Saved data entries:
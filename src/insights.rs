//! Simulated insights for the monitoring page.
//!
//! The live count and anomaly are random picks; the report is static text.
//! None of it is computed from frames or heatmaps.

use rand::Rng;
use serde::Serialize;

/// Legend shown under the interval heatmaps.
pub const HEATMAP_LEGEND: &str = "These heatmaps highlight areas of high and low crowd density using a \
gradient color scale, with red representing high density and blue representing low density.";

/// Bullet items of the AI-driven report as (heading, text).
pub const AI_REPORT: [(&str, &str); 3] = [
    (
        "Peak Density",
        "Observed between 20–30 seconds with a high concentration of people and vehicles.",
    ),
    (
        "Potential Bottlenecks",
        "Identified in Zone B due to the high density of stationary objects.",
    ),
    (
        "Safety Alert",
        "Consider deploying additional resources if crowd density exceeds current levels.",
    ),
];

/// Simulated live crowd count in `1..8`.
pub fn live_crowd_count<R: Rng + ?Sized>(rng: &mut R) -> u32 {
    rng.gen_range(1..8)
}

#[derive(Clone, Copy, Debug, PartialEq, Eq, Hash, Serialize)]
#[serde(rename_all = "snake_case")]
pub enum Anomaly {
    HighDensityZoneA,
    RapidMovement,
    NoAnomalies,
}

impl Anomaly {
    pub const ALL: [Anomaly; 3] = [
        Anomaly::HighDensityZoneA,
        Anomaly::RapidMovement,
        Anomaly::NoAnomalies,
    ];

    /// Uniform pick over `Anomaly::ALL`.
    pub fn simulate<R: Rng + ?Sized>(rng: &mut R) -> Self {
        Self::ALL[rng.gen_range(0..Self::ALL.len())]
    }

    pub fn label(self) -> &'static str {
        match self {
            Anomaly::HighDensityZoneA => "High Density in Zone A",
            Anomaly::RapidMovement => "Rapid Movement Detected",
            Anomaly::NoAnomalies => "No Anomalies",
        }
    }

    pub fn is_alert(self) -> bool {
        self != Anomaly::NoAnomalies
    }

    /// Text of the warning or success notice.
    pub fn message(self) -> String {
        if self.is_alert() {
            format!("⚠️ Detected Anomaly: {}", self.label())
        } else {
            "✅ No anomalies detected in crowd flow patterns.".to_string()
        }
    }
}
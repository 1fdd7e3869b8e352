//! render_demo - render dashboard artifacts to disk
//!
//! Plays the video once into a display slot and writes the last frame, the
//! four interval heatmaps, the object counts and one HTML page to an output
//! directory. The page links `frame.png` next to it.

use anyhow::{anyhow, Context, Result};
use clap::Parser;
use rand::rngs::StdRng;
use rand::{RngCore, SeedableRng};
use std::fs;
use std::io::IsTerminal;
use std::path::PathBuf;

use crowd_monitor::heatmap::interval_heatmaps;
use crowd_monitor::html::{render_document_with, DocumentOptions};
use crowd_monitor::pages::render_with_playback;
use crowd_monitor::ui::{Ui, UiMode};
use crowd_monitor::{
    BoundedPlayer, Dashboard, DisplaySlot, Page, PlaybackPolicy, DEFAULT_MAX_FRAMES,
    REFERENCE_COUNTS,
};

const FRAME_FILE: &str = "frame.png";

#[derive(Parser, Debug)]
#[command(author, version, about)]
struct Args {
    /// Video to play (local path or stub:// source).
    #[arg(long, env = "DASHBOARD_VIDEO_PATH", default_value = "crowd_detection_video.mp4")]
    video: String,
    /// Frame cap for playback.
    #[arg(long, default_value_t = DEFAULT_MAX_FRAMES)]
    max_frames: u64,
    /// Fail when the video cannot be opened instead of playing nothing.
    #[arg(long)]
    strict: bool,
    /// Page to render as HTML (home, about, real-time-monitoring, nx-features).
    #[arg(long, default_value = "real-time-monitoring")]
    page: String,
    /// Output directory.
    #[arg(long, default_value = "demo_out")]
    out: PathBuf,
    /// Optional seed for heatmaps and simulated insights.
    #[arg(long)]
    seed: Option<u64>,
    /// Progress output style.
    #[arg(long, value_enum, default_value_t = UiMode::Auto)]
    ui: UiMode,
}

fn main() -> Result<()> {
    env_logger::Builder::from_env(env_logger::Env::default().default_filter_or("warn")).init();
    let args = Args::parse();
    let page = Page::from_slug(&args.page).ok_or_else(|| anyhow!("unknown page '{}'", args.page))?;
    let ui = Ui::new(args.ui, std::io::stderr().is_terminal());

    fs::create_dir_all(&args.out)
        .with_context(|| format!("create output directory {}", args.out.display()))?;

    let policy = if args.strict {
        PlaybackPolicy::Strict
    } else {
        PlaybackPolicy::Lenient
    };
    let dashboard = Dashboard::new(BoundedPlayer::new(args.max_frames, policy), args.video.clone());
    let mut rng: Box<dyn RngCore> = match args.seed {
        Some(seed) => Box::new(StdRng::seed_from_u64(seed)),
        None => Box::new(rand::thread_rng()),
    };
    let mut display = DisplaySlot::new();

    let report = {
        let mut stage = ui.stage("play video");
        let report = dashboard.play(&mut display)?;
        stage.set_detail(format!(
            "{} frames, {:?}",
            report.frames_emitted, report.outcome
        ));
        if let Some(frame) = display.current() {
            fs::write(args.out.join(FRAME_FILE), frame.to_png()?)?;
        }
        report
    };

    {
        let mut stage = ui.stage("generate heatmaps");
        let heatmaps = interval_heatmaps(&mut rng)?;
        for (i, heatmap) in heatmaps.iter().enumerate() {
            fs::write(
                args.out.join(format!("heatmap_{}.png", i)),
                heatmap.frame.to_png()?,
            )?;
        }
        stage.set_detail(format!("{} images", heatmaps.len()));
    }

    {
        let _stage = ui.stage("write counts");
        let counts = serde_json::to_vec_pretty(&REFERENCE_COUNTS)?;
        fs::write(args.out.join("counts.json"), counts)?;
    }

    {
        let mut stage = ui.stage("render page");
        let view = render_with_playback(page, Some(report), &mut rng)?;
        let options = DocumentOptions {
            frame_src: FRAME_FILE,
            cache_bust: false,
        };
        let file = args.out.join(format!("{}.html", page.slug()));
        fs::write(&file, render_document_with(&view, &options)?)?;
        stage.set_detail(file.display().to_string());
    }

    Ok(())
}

...

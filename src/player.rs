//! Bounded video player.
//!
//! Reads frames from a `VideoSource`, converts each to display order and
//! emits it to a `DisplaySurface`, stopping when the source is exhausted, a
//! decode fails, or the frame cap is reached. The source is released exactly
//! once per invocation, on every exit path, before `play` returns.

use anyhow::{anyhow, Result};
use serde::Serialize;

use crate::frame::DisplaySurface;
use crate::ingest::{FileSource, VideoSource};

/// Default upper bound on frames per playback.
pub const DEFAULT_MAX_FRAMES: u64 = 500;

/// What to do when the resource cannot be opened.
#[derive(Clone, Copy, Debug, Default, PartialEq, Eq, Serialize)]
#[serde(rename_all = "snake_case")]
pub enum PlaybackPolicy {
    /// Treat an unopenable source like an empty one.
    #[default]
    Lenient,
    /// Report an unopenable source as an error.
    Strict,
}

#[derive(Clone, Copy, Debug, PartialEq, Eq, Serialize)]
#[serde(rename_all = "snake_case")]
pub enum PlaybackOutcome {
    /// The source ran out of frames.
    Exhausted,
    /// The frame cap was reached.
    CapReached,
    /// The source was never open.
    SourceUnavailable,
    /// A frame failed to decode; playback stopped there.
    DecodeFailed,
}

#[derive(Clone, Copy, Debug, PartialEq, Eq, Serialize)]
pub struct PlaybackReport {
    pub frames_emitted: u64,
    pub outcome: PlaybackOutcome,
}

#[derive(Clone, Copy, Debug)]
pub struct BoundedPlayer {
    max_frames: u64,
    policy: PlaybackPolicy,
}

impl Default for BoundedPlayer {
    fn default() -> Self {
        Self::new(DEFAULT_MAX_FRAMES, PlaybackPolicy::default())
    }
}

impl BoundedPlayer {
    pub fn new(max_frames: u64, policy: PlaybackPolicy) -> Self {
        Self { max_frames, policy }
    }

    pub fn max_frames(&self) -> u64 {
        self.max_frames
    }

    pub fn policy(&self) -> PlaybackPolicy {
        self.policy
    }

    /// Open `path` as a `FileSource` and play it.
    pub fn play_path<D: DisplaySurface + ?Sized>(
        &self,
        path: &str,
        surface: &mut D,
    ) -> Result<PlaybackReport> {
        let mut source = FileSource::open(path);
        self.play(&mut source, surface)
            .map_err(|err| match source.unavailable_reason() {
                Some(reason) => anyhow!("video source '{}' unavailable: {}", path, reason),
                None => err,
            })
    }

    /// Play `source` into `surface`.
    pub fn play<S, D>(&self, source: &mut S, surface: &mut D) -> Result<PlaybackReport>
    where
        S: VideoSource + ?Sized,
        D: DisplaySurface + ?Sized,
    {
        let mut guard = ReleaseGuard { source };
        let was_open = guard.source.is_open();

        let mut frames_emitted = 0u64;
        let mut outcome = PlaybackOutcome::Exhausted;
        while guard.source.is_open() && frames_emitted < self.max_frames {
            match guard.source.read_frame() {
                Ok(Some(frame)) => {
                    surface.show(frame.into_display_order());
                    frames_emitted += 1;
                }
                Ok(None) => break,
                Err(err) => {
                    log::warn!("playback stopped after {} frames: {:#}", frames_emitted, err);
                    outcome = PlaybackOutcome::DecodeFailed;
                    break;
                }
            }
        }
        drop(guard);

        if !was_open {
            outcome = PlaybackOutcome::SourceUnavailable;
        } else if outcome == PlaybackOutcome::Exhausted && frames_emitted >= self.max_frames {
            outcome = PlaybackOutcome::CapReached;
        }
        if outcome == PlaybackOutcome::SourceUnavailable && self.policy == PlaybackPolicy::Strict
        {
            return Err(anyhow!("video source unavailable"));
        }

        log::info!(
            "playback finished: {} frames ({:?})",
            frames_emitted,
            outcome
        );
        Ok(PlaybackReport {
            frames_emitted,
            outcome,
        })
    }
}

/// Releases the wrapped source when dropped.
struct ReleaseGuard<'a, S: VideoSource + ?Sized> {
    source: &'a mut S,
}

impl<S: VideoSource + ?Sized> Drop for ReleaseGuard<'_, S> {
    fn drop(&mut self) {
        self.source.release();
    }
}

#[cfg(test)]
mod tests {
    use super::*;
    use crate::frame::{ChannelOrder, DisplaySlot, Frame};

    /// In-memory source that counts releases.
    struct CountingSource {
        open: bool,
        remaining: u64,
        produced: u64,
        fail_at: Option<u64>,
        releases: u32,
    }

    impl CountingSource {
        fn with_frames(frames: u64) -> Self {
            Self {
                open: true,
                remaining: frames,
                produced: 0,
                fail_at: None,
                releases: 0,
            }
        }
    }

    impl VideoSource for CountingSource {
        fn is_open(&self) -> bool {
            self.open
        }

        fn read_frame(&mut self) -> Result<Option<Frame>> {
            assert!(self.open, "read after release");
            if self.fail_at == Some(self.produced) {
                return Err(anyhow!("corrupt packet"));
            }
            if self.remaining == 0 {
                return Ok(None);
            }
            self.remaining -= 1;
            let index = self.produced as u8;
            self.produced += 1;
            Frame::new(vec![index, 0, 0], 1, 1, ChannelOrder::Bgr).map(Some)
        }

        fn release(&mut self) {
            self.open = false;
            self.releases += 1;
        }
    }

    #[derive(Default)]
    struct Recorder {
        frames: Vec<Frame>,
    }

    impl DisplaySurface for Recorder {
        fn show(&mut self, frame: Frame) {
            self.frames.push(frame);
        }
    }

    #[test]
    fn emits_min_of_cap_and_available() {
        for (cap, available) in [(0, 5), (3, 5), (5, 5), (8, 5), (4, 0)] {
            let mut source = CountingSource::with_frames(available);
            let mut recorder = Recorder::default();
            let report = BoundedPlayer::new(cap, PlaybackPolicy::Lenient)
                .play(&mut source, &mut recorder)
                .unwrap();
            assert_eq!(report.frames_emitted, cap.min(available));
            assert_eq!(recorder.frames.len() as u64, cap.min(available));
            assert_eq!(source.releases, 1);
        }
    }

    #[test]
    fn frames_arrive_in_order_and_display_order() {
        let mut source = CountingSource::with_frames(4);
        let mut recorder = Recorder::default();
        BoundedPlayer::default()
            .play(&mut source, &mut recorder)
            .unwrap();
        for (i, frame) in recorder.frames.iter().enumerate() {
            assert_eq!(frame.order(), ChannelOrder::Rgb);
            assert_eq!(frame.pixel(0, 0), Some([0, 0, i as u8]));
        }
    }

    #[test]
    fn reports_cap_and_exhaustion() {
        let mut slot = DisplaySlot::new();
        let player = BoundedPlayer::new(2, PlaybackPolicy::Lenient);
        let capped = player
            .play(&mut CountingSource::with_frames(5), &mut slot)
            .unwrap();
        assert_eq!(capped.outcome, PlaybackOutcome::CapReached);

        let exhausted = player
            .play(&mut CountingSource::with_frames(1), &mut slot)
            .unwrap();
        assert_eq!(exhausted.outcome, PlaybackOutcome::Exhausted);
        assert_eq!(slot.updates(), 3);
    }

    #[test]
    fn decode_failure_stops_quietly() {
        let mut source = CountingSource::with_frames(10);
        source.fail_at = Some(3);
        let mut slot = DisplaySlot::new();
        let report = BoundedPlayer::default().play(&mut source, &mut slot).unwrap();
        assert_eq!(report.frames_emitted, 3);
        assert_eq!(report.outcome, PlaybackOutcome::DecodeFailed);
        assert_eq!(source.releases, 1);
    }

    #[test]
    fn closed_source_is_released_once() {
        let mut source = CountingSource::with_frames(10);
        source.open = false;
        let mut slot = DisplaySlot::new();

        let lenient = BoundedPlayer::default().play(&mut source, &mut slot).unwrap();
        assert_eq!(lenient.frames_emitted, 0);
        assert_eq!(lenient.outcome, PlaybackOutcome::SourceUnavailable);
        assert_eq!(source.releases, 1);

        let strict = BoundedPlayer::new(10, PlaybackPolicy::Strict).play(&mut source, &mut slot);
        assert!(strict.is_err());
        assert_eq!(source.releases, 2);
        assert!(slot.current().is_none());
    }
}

--

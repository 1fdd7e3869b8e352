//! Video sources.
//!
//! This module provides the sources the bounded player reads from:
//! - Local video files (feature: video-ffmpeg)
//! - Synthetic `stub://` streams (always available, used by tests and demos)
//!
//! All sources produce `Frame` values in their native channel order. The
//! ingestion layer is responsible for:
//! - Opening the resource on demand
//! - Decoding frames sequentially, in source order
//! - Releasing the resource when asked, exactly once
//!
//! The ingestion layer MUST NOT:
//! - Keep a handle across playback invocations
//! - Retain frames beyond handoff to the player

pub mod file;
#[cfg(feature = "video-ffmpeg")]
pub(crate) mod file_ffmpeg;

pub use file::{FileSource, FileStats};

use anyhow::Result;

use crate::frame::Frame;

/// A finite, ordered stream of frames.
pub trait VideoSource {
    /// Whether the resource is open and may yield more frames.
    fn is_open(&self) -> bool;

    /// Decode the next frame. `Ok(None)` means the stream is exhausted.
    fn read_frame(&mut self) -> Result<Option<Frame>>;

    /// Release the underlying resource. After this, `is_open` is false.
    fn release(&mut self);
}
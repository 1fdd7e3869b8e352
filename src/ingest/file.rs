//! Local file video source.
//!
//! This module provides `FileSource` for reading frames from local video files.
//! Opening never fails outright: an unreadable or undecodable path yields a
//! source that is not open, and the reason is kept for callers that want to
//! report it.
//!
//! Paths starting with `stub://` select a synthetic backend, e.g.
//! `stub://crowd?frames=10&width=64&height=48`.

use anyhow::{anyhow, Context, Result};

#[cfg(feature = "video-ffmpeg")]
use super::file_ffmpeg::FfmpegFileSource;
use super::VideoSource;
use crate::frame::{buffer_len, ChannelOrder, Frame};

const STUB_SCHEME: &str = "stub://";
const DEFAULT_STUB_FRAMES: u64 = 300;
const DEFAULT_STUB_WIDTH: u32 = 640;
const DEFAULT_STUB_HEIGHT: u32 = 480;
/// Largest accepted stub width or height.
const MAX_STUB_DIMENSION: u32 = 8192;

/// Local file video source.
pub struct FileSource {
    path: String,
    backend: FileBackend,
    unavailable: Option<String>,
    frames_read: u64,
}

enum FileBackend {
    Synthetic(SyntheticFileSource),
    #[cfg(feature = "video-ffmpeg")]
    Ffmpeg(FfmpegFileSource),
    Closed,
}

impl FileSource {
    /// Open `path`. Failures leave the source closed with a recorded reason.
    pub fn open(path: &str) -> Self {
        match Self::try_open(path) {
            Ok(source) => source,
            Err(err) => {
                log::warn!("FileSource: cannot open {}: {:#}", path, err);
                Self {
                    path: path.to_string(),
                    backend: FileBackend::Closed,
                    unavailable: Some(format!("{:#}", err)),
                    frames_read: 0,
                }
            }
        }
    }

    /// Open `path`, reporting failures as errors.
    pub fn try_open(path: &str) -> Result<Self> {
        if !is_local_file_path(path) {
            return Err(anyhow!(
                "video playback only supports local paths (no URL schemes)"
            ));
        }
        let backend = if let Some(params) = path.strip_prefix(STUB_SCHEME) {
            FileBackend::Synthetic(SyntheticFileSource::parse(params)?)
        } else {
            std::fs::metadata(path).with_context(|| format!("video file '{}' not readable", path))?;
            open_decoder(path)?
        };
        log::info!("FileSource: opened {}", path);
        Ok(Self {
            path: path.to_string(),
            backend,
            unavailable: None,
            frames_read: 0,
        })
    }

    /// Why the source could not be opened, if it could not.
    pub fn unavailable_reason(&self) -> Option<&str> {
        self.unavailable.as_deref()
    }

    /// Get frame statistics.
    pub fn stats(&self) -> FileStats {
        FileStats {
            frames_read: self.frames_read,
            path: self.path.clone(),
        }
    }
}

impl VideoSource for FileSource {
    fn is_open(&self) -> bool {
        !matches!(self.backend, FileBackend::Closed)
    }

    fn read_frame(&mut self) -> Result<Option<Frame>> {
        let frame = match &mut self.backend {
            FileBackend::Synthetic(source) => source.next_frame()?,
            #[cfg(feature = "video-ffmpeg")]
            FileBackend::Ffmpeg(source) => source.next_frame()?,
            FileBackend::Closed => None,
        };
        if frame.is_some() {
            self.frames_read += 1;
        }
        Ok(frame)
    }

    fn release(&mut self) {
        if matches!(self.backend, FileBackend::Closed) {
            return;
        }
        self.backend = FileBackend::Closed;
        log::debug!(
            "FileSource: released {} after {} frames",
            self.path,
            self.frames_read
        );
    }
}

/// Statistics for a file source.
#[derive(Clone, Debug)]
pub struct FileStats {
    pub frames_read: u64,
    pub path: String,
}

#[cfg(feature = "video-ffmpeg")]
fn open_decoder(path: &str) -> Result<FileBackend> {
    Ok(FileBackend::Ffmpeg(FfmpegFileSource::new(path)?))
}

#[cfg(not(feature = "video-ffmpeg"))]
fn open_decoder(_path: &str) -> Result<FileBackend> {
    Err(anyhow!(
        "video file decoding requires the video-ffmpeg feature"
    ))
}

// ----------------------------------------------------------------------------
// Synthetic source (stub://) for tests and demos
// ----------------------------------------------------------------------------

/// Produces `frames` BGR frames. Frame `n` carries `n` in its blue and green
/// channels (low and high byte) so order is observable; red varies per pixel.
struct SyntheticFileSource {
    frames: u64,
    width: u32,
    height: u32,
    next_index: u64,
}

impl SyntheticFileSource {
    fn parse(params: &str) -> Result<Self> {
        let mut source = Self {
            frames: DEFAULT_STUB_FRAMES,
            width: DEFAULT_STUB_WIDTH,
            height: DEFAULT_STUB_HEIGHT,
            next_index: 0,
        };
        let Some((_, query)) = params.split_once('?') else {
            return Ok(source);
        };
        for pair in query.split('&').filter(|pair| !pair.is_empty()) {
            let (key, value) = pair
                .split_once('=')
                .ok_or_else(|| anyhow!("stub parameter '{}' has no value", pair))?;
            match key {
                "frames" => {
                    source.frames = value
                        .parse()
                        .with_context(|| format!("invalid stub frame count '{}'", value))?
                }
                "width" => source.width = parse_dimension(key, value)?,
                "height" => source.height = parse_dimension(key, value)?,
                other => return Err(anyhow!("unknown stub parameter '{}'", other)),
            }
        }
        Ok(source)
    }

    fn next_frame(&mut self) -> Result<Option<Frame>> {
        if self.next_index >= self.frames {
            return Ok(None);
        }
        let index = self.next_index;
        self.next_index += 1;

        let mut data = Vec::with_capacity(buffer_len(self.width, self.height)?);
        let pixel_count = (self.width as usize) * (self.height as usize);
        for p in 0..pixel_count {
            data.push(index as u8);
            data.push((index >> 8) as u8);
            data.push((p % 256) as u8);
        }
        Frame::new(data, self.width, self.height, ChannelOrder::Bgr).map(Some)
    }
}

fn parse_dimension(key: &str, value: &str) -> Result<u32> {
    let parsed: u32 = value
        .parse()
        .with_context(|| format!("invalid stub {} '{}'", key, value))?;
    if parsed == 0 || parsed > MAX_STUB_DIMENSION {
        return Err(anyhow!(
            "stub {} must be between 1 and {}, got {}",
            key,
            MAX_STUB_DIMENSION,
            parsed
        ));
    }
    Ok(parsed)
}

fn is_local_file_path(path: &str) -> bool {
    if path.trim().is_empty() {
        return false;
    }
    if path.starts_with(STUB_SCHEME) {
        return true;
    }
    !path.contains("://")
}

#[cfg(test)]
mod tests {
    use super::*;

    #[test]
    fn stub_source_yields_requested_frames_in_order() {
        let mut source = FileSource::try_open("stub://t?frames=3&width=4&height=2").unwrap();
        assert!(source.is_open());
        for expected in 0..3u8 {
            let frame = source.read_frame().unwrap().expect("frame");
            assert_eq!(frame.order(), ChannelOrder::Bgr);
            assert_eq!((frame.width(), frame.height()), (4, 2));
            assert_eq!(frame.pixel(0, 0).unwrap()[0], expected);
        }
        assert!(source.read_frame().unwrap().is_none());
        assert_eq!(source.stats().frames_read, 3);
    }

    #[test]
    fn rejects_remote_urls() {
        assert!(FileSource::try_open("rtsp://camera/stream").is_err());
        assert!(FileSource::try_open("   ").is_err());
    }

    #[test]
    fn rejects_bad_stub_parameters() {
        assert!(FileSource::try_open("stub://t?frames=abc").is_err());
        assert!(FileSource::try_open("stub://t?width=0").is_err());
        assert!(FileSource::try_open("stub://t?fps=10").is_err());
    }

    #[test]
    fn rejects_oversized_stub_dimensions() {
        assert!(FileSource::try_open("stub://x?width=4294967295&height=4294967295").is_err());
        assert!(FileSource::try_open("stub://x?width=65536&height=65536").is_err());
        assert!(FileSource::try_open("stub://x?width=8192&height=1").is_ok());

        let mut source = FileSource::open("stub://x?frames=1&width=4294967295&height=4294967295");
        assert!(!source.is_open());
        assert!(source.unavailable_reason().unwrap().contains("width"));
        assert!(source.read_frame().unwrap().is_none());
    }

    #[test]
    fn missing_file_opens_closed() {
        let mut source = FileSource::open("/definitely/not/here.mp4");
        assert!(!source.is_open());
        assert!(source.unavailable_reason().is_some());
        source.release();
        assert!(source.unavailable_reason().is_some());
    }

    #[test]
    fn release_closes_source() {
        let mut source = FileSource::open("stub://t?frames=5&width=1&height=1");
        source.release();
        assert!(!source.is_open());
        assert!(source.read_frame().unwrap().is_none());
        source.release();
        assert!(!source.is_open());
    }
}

**Exercise directions**
Above this instruction are the records; retype exactly the lines from the one containing "pub fn live_crowd_count<R: Rng" up to and including the one containing "pub fn simulate<R: Rng".

**Written solution**
pub fn live_crowd_count<R: Rng + ?Sized>(rng: &mut R) -> u32 {
    rng.gen_range(1..8)
}

#[derive(Clone, Copy, Debug, PartialEq, Eq, Hash, Serialize)]
#[serde(rename_all = "snake_case")]
pub enum Anomaly {
    HighDensityZoneA,
    RapidMovement,
    NoAnomalies,
}

impl Anomaly {
    pub const ALL: [Anomaly; 3] = [
        Anomaly::HighDensityZoneA,
        Anomaly::RapidMovement,
        Anomaly::NoAnomalies,
    ];

    /// Uniform pick over `Anomaly::ALL`.
    pub fn simulate<R: Rng + ?Sized>(rng: &mut R) -> Self {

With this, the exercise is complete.